*EXERCISE PROMPT*:
Could you please find each line in the records that contains the word "commands" and copy it?

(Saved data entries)
#####
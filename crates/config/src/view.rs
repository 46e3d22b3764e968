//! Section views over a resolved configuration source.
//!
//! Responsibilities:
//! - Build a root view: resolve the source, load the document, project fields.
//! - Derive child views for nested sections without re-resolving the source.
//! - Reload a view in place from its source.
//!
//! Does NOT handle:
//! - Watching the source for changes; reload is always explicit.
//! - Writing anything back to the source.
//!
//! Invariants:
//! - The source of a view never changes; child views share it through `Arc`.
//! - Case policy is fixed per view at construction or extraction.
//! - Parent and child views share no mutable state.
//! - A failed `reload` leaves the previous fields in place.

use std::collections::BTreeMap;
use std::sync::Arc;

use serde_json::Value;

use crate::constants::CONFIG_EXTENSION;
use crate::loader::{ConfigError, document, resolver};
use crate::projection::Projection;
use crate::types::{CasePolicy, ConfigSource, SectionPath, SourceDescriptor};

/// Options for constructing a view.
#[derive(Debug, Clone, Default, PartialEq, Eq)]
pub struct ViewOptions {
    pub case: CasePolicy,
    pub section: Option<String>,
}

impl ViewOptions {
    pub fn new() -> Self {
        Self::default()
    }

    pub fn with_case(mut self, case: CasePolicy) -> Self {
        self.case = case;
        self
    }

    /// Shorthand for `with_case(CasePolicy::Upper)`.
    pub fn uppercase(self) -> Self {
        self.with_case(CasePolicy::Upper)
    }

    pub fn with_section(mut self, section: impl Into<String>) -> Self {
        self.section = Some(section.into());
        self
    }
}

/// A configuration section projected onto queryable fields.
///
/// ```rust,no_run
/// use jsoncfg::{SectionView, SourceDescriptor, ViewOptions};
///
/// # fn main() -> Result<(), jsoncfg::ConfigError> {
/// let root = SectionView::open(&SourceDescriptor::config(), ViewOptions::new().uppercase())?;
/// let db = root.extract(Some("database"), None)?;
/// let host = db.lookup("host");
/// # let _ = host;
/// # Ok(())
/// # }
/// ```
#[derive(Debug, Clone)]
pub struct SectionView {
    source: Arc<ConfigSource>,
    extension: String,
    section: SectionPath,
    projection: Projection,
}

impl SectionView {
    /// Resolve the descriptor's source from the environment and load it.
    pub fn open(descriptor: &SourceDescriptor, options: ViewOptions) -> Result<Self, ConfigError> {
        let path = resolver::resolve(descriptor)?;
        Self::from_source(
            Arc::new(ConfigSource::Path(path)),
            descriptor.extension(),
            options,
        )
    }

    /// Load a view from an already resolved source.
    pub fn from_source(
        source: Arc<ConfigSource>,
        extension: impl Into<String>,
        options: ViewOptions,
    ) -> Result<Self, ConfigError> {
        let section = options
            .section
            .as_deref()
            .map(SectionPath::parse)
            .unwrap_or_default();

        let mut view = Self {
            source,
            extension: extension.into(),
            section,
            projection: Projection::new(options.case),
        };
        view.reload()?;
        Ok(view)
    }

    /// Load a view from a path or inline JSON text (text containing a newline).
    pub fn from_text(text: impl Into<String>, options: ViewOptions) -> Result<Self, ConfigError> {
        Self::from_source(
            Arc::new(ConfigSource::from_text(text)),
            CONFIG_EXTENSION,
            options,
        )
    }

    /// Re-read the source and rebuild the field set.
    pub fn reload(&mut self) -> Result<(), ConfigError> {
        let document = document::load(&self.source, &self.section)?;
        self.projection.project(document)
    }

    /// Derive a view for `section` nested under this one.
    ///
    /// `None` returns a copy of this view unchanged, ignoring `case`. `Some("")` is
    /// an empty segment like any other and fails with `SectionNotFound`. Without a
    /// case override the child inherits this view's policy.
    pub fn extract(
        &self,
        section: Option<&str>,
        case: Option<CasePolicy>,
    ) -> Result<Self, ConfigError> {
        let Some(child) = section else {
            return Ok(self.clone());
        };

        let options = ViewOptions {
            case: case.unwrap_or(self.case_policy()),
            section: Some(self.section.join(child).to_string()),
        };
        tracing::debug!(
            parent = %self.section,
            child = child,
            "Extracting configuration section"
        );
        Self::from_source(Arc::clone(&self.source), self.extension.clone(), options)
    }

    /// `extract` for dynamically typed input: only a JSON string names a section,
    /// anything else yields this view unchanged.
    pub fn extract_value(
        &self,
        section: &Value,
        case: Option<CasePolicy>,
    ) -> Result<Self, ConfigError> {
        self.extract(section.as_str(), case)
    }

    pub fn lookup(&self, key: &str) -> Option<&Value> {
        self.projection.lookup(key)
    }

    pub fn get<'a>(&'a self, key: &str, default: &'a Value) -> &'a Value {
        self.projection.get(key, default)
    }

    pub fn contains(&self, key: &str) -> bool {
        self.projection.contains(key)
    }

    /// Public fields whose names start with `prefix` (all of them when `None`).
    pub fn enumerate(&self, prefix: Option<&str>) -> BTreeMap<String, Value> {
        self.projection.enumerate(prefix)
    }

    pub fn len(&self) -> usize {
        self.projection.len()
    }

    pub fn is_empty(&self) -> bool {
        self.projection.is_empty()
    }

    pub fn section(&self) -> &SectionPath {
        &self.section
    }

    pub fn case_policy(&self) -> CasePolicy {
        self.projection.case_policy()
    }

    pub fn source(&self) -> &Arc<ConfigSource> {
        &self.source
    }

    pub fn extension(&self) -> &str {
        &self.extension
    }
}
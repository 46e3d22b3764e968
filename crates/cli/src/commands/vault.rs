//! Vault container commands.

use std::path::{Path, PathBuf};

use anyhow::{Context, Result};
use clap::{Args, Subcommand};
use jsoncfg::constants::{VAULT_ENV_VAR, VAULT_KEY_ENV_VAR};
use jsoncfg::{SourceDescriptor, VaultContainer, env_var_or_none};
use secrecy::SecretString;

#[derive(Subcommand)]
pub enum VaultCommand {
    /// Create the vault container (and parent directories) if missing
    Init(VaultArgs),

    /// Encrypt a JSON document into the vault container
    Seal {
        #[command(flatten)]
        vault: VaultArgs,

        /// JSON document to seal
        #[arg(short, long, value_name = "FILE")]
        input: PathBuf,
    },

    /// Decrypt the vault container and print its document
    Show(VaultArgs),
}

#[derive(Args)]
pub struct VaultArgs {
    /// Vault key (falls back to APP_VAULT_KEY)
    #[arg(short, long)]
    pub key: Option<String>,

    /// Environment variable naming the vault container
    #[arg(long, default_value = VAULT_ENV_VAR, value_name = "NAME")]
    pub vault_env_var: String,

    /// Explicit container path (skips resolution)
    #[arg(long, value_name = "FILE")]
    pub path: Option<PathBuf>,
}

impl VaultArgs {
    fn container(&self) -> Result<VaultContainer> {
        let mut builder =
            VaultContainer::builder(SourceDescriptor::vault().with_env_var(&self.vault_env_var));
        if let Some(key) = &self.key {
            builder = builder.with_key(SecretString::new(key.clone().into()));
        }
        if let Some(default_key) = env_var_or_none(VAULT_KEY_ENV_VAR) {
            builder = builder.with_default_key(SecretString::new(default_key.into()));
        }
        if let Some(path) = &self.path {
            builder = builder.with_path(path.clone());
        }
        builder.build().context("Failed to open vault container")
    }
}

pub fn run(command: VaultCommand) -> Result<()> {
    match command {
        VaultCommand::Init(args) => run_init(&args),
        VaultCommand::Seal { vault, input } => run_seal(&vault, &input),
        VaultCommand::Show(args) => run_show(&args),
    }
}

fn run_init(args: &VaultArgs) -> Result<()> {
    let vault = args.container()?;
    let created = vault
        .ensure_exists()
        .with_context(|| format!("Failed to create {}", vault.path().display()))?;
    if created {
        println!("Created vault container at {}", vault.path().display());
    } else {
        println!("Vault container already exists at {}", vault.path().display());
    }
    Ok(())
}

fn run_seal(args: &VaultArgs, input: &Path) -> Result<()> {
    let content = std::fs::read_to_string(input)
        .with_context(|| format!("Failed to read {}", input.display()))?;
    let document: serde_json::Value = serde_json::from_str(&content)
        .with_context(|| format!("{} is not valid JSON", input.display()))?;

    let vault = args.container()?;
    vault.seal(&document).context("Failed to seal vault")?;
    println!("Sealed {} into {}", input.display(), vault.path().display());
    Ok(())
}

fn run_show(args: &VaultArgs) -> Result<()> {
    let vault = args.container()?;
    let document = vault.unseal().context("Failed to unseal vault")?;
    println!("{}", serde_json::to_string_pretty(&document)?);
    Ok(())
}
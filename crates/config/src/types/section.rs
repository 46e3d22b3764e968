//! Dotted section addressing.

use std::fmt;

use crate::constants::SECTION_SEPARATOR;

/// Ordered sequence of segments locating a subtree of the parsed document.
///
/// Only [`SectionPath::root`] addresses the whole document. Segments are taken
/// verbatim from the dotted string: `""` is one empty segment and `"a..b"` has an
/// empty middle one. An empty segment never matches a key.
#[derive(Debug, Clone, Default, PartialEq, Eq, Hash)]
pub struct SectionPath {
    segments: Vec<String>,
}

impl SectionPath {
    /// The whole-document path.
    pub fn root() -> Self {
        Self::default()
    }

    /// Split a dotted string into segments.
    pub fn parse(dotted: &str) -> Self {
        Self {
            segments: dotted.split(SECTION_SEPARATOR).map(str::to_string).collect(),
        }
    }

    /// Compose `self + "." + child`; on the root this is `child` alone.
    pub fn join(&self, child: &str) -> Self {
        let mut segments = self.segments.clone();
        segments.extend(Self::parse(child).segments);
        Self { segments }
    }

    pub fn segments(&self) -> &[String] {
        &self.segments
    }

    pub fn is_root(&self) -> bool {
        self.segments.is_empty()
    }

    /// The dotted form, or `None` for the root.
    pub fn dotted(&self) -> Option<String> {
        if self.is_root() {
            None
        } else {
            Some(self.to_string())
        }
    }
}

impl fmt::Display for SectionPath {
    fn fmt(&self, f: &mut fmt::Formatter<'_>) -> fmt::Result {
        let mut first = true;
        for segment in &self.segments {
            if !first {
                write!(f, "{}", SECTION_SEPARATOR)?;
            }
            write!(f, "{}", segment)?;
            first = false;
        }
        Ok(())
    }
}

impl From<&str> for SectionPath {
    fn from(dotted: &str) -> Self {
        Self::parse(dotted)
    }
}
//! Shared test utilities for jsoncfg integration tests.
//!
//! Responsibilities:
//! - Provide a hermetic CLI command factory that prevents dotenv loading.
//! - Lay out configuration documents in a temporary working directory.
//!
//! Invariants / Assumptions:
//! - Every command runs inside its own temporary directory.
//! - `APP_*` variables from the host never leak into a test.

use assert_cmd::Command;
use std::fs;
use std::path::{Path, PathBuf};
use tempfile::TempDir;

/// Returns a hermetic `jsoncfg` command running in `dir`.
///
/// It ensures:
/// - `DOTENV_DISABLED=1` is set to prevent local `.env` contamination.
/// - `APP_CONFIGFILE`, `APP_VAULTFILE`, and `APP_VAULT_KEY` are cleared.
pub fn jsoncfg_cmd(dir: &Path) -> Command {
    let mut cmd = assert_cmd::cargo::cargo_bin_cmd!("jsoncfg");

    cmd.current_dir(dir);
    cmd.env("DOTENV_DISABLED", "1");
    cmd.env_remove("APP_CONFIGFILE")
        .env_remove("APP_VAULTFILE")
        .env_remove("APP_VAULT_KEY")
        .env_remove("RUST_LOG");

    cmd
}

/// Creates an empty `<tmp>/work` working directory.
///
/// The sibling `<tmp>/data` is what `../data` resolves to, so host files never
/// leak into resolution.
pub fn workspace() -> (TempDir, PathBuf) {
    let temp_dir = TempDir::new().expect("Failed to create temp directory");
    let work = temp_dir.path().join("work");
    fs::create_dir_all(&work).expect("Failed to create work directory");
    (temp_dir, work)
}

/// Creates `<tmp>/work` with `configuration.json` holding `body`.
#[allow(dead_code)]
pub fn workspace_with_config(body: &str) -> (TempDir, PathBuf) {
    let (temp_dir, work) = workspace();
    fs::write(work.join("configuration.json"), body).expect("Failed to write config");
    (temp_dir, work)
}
#####
*WRITTEN ANSWER*:
filename crates/cli/src/commands/vault.rs
//! Vault container commands.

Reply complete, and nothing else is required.